Write each entry out again, exactly as it is written.
━━━━━ GIVEN RECORDS
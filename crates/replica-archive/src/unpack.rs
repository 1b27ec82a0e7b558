use crate::error::{ArchiveError, Result};
use crate::format::ArchiveFormat;
use std::fs::{self, File};
use std::io::{self, BufReader, Read};
use std::path::{Component, Path, PathBuf};
use tar::EntryType;

/// Unpack `archive` into `destination` and return `destination`.
///
/// When `destination` already exists and is non-empty it is treated as "already unpacked" and
/// returned untouched, unless `remove_existing` is set, in which case it is replaced.
///
/// Extraction goes to a sibling staging directory first, so a failed unpack leaves any
/// previous contents of `destination` in place.
pub fn unpack(archive: &Path, destination: &Path, remove_existing: bool) -> Result<PathBuf> {
    let existing = fs::symlink_metadata(destination).ok();
    if let Some(meta) = &existing {
        if meta.is_dir() {
            if !remove_existing && !is_empty_dir(destination)? {
                tracing::debug!(
                    target = "replica.archive",
                    destination = %destination.display(),
                    "destination already unpacked; keeping existing contents"
                );
                return Ok(destination.to_path_buf());
            }
        } else if !remove_existing {
            return Err(ArchiveError::NotADirectory {
                path: destination.to_path_buf(),
            });
        }
    }

    let format = ArchiveFormat::detect(archive)?;

    let parent = destination.parent().unwrap_or(Path::new("."));
    let parent = if parent.as_os_str().is_empty() {
        Path::new(".")
    } else {
        parent
    };
    fs::create_dir_all(parent)?;
    let staging = tempfile::Builder::new()
        .prefix(".replica-unpack-")
        .tempdir_in(parent)?;

    let file = BufReader::new(File::open(archive)?);
    match format {
        ArchiveFormat::Zip => extract_zip(archive, staging.path())?,
        ArchiveFormat::Tar => extract_tar(file, staging.path())?,
        ArchiveFormat::TarGz => extract_tar(flate2::read::GzDecoder::new(file), staging.path())?,
        ArchiveFormat::TarBz2 => extract_tar(bzip2::read::BzDecoder::new(file), staging.path())?,
        ArchiveFormat::TarZst => extract_tar(zstd::Decoder::new(file)?, staging.path())?,
    }

    // `tempfile` creates the staging directory owner-only.
    #[cfg(unix)]
    {
        use std::os::unix::fs::PermissionsExt;
        fs::set_permissions(staging.path(), fs::Permissions::from_mode(0o755))?;
    }

    if let Some(meta) = existing {
        if meta.is_dir() {
            fs::remove_dir_all(destination)?;
        } else {
            fs::remove_file(destination)?;
        }
    }
    fs::rename(staging.path(), destination)?;
    // `staging` now points at a path that no longer exists; dropping it is a no-op.
    drop(staging);

    tracing::debug!(
        target = "replica.archive",
        archive = %archive.display(),
        destination = %destination.display(),
        ?format,
        "unpacked archive"
    );
    Ok(destination.to_path_buf())
}

fn is_empty_dir(path: &Path) -> io::Result<bool> {
    Ok(fs::read_dir(path)?.next().is_none())
}

fn extract_zip(archive: &Path, dest: &Path) -> Result<()> {
    let file = File::open(archive)?;
    let mut zip = zip::ZipArchive::new(file)?;
    for idx in 0..zip.len() {
        let mut entry = zip.by_index(idx)?;
        let rel = PathBuf::from(entry.name());
        validate_entry_path(&rel)?;
        let out_path = dest.join(&rel);

        if entry.is_dir() {
            fs::create_dir_all(&out_path)?;
            continue;
        }
        if let Some(parent) = out_path.parent() {
            fs::create_dir_all(parent)?;
        }
        let mut out = File::create(&out_path)?;
        io::copy(&mut entry, &mut out)?;
    }
    Ok(())
}

fn extract_tar(reader: impl Read, dest: &Path) -> Result<()> {
    let mut archive = tar::Archive::new(reader);
    for entry in archive.entries()? {
        let mut entry = entry?;
        let rel = entry.path()?.into_owned();
        validate_entry_path(&rel)?;
        let out_path = dest.join(&rel);

        match entry.header().entry_type() {
            EntryType::Directory => {
                fs::create_dir_all(&out_path)?;
            }
            EntryType::Regular | EntryType::Continuous => {
                if let Some(parent) = out_path.parent() {
                    fs::create_dir_all(parent)?;
                }
                let mut out = File::create(&out_path)?;
                io::copy(&mut entry, &mut out)?;
            }
            other => {
                tracing::debug!(
                    target = "replica.archive",
                    path = %rel.display(),
                    entry_type = ?other,
                    "skipping unsupported tar entry"
                );
            }
        }
    }
    Ok(())
}

/// Archive members must stay inside the destination: no absolute paths, no `..`.
pub(crate) fn validate_entry_path(path: &Path) -> Result<()> {
    if path.as_os_str().is_empty() {
        return Err(ArchiveError::InvalidEntryPath {
            path: path.to_path_buf(),
        });
    }
    for component in path.components() {
        match component {
            Component::Normal(_) | Component::CurDir => {}
            _ => {
                return Err(ArchiveError::InvalidEntryPath {
                    path: path.to_path_buf(),
                })
            }
        }
    }
    Ok(())
}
━━━━━━━━━━
* ANSWER AREA *
filename crates/replica-archive/src/unpack.rs
repository 1b27ec82a0e7b558
use crate::error::{ArchiveError, Result};
use crate::format::ArchiveFormat;
use std::fs::{self, File};
use std::io::{self, BufReader, Read};
use std::path::{Component, Path, PathBuf};
use tar::EntryType;

/// Unpack `archive` into `destination` and return `destination`.
///
/// When `destination` already exists and is non-empty it is treated as "already unpacked" and
/// returned untouched, unless `remove_existing` is set, in which case it is replaced.
///
/// Extraction goes to a sibling staging directory first, so a failed unpack leaves any
/// previous contents of `destination` in place.
pub fn unpack(archive: &Path, destination: &Path, remove_existing: bool) -> Result<PathBuf> {
    let existing = fs::symlink_metadata(destination).ok();
    if let Some(meta) = &existing {
        if meta.is_dir() {
            if !remove_existing && !is_empty_dir(destination)? {
                tracing::debug!(
                    target = "replica.archive",
                    destination = %destination.display(),
                    "destination already unpacked; keeping existing contents"
                );
                return Ok(destination.to_path_buf());
            }
        } else if !remove_existing {
            return Err(ArchiveError::NotADirectory {
                path: destination.to_path_buf(),
            });
        }
    }

    let format = ArchiveFormat::detect(archive)?;

    let parent = destination.parent().unwrap_or(Path::new("."));
    let parent = if parent.as_os_str().is_empty() {
        Path::new(".")
    } else {
        parent
    };
    fs::create_dir_all(parent)?;
    let staging = tempfile::Builder::new()
        .prefix(".replica-unpack-")
        .tempdir_in(parent)?;

    let file = BufReader::new(File::open(archive)?);
    match format {
        ArchiveFormat::Zip => extract_zip(archive, staging.path())?,
        ArchiveFormat::Tar => extract_tar(file, staging.path())?,
        ArchiveFormat::TarGz => extract_tar(flate2::read::GzDecoder::new(file), staging.path())?,
        ArchiveFormat::TarBz2 => extract_tar(bzip2::read::BzDecoder::new(file), staging.path())?,
        ArchiveFormat::TarZst => extract_tar(zstd::Decoder::new(file)?, staging.path())?,
    }

    // `tempfile` creates the staging directory owner-only.
    #[cfg(unix)]
    {
        use std::os::unix::fs::PermissionsExt;
        fs::set_permissions(staging.path(), fs::Permissions::from_mode(0o755))?;
    }

    if let Some(meta) = existing {
        if meta.is_dir() {
            fs::remove_dir_all(destination)?;
        } else {
            fs::remove_file(destination)?;
        }
    }
    fs::rename(staging.path(), destination)?;
    // `staging` now points at a path that no longer exists; dropping it is a no-op.
    drop(staging);

    tracing::debug!(
        target = "replica.archive",
        archive = %archive.display(),
        destination = %destination.display(),
        ?format,
        "unpacked archive"
    );
    Ok(destination.to_path_buf())
}

fn is_empty_dir(path: &Path) -> io::Result<bool> {
    Ok(fs::read_dir(path)?.next().is_none())
}

fn extract_zip(archive: &Path, dest: &Path) -> Result<()> {
    let file = File::open(archive)?;
    let mut zip = zip::ZipArchive::new(file)?;
    for idx in 0..zip.len() {
        let mut entry = zip.by_index(idx)?;
        let rel = PathBuf::from(entry.name());
        validate_entry_path(&rel)?;
        let out_path = dest.join(&rel);

        if entry.is_dir() {
            fs::create_dir_all(&out_path)?;
            continue;
        }
        if let Some(parent) = out_path.parent() {
            fs::create_dir_all(parent)?;
        }
        let mut out = File::create(&out_path)?;
        io::copy(&mut entry, &mut out)?;
    }
    Ok(())
}

fn extract_tar(reader: impl Read, dest: &Path) -> Result<()> {
    let mut archive = tar::Archive::new(reader);
    for entry in archive.entries()? {
        let mut entry = entry?;
        let rel = entry.path()?.into_owned();
        validate_entry_path(&rel)?;
        let out_path = dest.join(&rel);

        match entry.header().entry_type() {
            EntryType::Directory => {
                fs::create_dir_all(&out_path)?;
            }
            EntryType::Regular | EntryType::Continuous => {
                if let Some(parent) = out_path.parent() {
                    fs::create_dir_all(parent)?;
                }
                let mut out = File::create(&out_path)?;
                io::copy(&mut entry, &mut out)?;
            }
            other => {
                tracing::debug!(
                    target = "replica.archive",
                    path = %rel.display(),
                    entry_type = ?other,
                    "skipping unsupported tar entry"
                );
            }
        }
    }
    Ok(())
}

/// Archive members must stay inside the destination: no absolute paths, no `..`.
pub(crate) fn validate_entry_path(path: &Path) -> Result<()> {
    if path.as_os_str().is_empty() {
        return Err(ArchiveError::InvalidEntryPath {
            path: path.to_path_buf(),
        });
    }
    for component in path.components() {
        match component {
            Component::Normal(_) | Component::CurDir => {}
            _ => {
                return Err(ArchiveError::InvalidEntryPath {
                    path: path.to_path_buf(),
                })
            }
        }
    }
    Ok(())
}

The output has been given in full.